■ **Your task**
Please count how many lines below contain the word "EnrichmentConfig" and give nothing but that figure.

[Saved data entries]

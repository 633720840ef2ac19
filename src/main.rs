use clap::Parser;
use std::path::PathBuf;
use std::sync::Arc;
use std::time::Duration;

use tokio::sync::mpsc;
use tokio::task::JoinSet;

use dd_service_sync::checks::{
    CachedConfigSource, GoExpvarCheck, HttpConfigSource, PhpFpmCheck, RabbitMqCheck, RedisCheck,
    TcpCheck,
};
use dd_service_sync::config::{
    split_command, AppConfig, AppState, CheckPaths, CheckType, EnrichmentConfig, FailureSeverity,
    RabbitMqCredentials, DEFAULT_CONSUL_ADDR, DEFAULT_RELOAD_COMMAND,
};
use dd_service_sync::lifecycle::ShutdownSignal;
use dd_service_sync::metrics::ServiceMetrics;
use dd_service_sync::registry::{run_poll_loop, ConsulRegistry, ServiceRegistry, SnapshotBroadcaster};
use dd_service_sync::reload::{CommandReloader, ReloadCoordinator};
use dd_service_sync::sync::{
    CheckKind, CheckSynchronizer, ContentHashStore, EVENT_CHANNEL_CAPACITY,
};
use dd_service_sync::types::ChangeEvent;

#[derive(Parser)]
#[command(name = "dd-service-sync")]
#[command(about = "Keeps Datadog agent check configuration in sync with Consul")]
struct Cli {
    #[arg(long, env = "NOMAD_PORT_http", default_value = "4000")]
    listen_port: u16,

    #[arg(long, env = "CONSUL_HTTP_ADDR", default_value = DEFAULT_CONSUL_ADDR)]
    consul_addr: String,

    #[arg(long, env = "CONSUL_HTTP_TOKEN", hide_env_values = true)]
    consul_token: Option<String>,

    /// Seconds between registry polls.
    #[arg(long, env = "POLL_INTERVAL_SECS", default_value = "5")]
    poll_interval: u64,

    /// Seconds between reload ticks.
    #[arg(long, env = "RELOAD_INTERVAL_SECS", default_value = "5")]
    reload_interval: u64,

    /// Count and log reloads without running the reload command. Any value
    /// other than empty, `0`, `false`, `no` or `off` turns it on.
    #[arg(
        long,
        env = "DONT_RELOAD_DATADOG",
        value_parser = clap::builder::FalseyValueParser::new()
    )]
    dont_reload: bool,

    #[arg(long, env = "DATADOG_RELOAD_COMMAND", default_value = DEFAULT_RELOAD_COMMAND)]
    reload_command: String,

    #[arg(long, env, default_value = "/etc/dd-agent/conf.d/php_fpm.yaml")]
    php_fpm_config_file: PathBuf,

    #[arg(long, env, default_value = "/etc/dd-agent/conf.d/go_expvar.yaml")]
    go_expvar_config_file: PathBuf,

    #[arg(long, env, default_value = "/etc/dd-agent/conf.d/redisdb.yaml")]
    redisdb_config_file: PathBuf,

    #[arg(long, env, default_value = "/etc/dd-agent/conf.d/tcp_check.yaml")]
    tcp_check_config_file: PathBuf,

    #[arg(long, env, default_value = "/etc/dd-agent/conf.d/rabbitmq.yaml")]
    rabbitmq_config_file: PathBuf,

    #[arg(long, env, default_value = "guest")]
    rabbitmq_username: String,

    #[arg(long, env, default_value = "guest", hide_env_values = true)]
    rabbitmq_password: String,

    /// Checks to keep in sync.
    #[arg(
        long,
        env = "ENABLED_CHECKS",
        value_enum,
        value_delimiter = ',',
        default_values = ["php-fpm", "go-expvar", "redisdb", "tcp-check", "rabbitmq"]
    )]
    checks: Vec<CheckType>,

    #[arg(long, env = "ENRICHMENT_CACHE_TTL_SECS", default_value = "1800")]
    enrichment_ttl: u64,

    #[arg(long, env = "ENRICHMENT_NEGATIVE_TTL_SECS", default_value = "30")]
    enrichment_negative_ttl: u64,

    #[arg(long, env = "ENRICHMENT_TIMEOUT_MS", default_value = "5000")]
    enrichment_timeout: u64,

    /// What a render or temp-file failure does.
    #[arg(long, env, value_enum, default_value = "fatal")]
    on_integrity_failure: FailureSeverity,

    /// What a failed reload command does.
    #[arg(long, env, value_enum, default_value = "fatal")]
    on_reload_failure: FailureSeverity,

    #[arg(long, env = "PROXY_TIMEOUT_MS", default_value = "5000")]
    proxy_timeout: u64,

    #[arg(long, env = "SHUTDOWN_TIMEOUT_SECS", default_value = "5")]
    shutdown_timeout: u64,

    #[arg(long, env = "LOG_LEVEL", default_value = "info")]
    log_level: String,
}

impl Cli {
    fn into_config(self) -> AppConfig {
        let mut checks = self.checks;
        checks.sort();
        checks.dedup();

        AppConfig {
            listen_port: self.listen_port,
            consul_addr: self.consul_addr,
            consul_token: self.consul_token.filter(|t| !t.is_empty()),
            poll_interval: Duration::from_secs(self.poll_interval),
            reload_interval: Duration::from_secs(self.reload_interval),
            dont_reload: self.dont_reload,
            reload_command: split_command(&self.reload_command),
            paths: CheckPaths {
                php_fpm: self.php_fpm_config_file,
                go_expvar: self.go_expvar_config_file,
                redisdb: self.redisdb_config_file,
                tcp_check: self.tcp_check_config_file,
                rabbitmq: self.rabbitmq_config_file,
            },
            rabbitmq: RabbitMqCredentials {
                username: self.rabbitmq_username,
                password: self.rabbitmq_password,
            },
            checks,
            enrichment: EnrichmentConfig {
                ttl: Duration::from_secs(self.enrichment_ttl),
                negative_ttl: Duration::from_secs(self.enrichment_negative_ttl),
                timeout: Duration::from_millis(self.enrichment_timeout),
            },
            on_integrity_failure: self.on_integrity_failure,
            on_reload_failure: self.on_reload_failure,
            proxy_timeout: Duration::from_millis(self.proxy_timeout),
            shutdown_timeout: Duration::from_secs(self.shutdown_timeout),
            log_level: self.log_level,
        }
    }
}

type TaskResult = (&'static str, dd_service_sync::Result<()>);

/// Everything a check synchronizer task shares with the others.
struct SyncContext {
    config: AppConfig,
    broadcaster: Arc<SnapshotBroadcaster>,
    hashes: Arc<ContentHashStore>,
    events: mpsc::Sender<ChangeEvent>,
    metrics: Arc<ServiceMetrics>,
    shutdown: ShutdownSignal,
}

impl SyncContext {
    fn spawn<K: CheckKind>(&self, tasks: &mut JoinSet<TaskResult>, check: CheckType, kind: K) {
        let path = self.config.paths.for_check(check).clone();
        tracing::info!(check = check.name(), path = %path.display(), "Starting check synchronizer");

        let synchronizer = CheckSynchronizer::new(
            kind,
            path,
            self.hashes.clone(),
            self.events.clone(),
            self.metrics.clone(),
        )
        .with_integrity_severity(self.config.on_integrity_failure);
        let snapshots = self.broadcaster.subscribe();
        let quit = self.shutdown.subscribe();

        tasks.spawn(async move { (check.name(), synchronizer.run(snapshots, quit).await) });
    }
}

#[tokio::main]
async fn main() -> anyhow::Result<()> {
    let config = Cli::parse().into_config();

    tracing_subscriber::fmt()
        .with_env_filter(&config.log_level)
        .with_writer(std::io::stderr)
        .init();

    let registry: Arc<dyn ServiceRegistry> = Arc::new(ConsulRegistry::new(
        &config.consul_addr,
        config.consul_token.clone(),
    )?);

    match registry.node_name().await {
        Ok(node) => tracing::info!(node = %node, consul = %config.consul_addr, "Connected to consul"),
        Err(e) => {
            tracing::error!("Could not reach consul agent: {}", e);
            std::process::exit(1);
        }
    }

    let reloader = Arc::new(CommandReloader::new(&config.reload_command)?);

    let shutdown = ShutdownSignal::new();
    let metrics = Arc::new(ServiceMetrics::new());
    let broadcaster = Arc::new(SnapshotBroadcaster::new());
    let hashes = Arc::new(ContentHashStore::new());
    let (events_tx, events_rx) = mpsc::channel(EVENT_CHANNEL_CAPACITY);

    let coordinator = ReloadCoordinator::new(
        events_rx,
        reloader,
        metrics.clone(),
        config.reload_interval,
    )
    .suppressed(config.dont_reload)
    .with_failure_severity(config.on_reload_failure);

    let state = Arc::new(AppState {
        config: config.clone(),
        metrics: metrics.clone(),
        reload_state: coordinator.state_handle(),
    });

    let mut tasks: JoinSet<TaskResult> = JoinSet::new();

    let poll = run_poll_loop(
        registry,
        broadcaster.clone(),
        metrics.clone(),
        config.poll_interval,
        shutdown.subscribe(),
    );
    tasks.spawn(async move {
        poll.await;
        ("registry", Ok(()))
    });

    let reload_quit = shutdown.subscribe();
    tasks.spawn(async move { ("reloader", coordinator.run(reload_quit).await) });

    let sync = SyncContext {
        config: config.clone(),
        broadcaster,
        hashes,
        events: events_tx,
        metrics: metrics.clone(),
        shutdown: shutdown.clone(),
    };

    for &check in &config.checks {
        match check {
            CheckType::PhpFpm => sync.spawn(&mut tasks, check, PhpFpmCheck::new(config.listen_port)),
            CheckType::GoExpvar => {
                let source = Arc::new(CachedConfigSource::new(
                    Arc::new(HttpConfigSource::new(config.enrichment.timeout)?),
                    &config.enrichment,
                ));
                sync.spawn(&mut tasks, check, GoExpvarCheck::new(source, metrics.clone()));
            }
            CheckType::Redisdb => sync.spawn(&mut tasks, check, RedisCheck),
            CheckType::TcpCheck => sync.spawn(&mut tasks, check, TcpCheck),
            CheckType::Rabbitmq => sync.spawn(
                &mut tasks,
                check,
                RabbitMqCheck::new(config.rabbitmq.clone()),
            ),
        }
    }
    drop(sync);

    let (addr, server) =
        dd_service_sync::server::bind(state.clone(), config.listen_port, shutdown.subscribe())?;
    let server = tokio::spawn(server);
    tracing::info!(%addr, "Listening for http requests");

    #[cfg(unix)]
    let mut terminate = tokio::signal::unix::signal(tokio::signal::unix::SignalKind::terminate())?;

    let mut failed = false;

    tokio::select! {
        _ = tokio::signal::ctrl_c() => {
            tracing::info!("Shutting down gracefully... (SIGINT)");
        },
        _ = async {
            #[cfg(unix)]
            {
                terminate.recv().await;
            }
            #[cfg(not(unix))]
            {
                std::future::pending::<()>().await;
            }
        } => {
            tracing::info!("Shutting down gracefully... (SIGTERM)");
        },
        name = first_failure(&mut tasks) => {
            tracing::error!(task = name, "Fatal error, shutting down");
            failed = true;
        }
    }

    shutdown.trigger();

    match tokio::time::timeout(config.shutdown_timeout, server).await {
        Ok(Ok(())) => tracing::info!("Http server stopped"),
        Ok(Err(e)) => tracing::warn!("Http server task failed: {}", e),
        Err(_) => tracing::warn!(
            timeout_sec = config.shutdown_timeout.as_secs(),
            "Http server did not stop in time"
        ),
    }
    tasks.abort_all();

    tracing::info!("Shutdown complete");
    if failed {
        std::process::exit(1);
    }
    Ok(())
}

/// Resolves with the name of the first task that returns an error or panics.
/// Tasks that end cleanly are ignored.
async fn first_failure(tasks: &mut JoinSet<TaskResult>) -> &'static str {
    loop {
        match tasks.join_next().await {
            Some(Ok((_, Ok(())))) => continue,
            Some(Ok((name, Err(e)))) => {
                tracing::error!(task = name, error = %e, "Task failed");
                return name;
            }
            Some(Err(e)) => {
                tracing::error!(error = %e, "Task panicked");
                return "unknown";
            }
            None => std::future::pending::<()>().await,
        }
    }
}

■ **Answer box**
2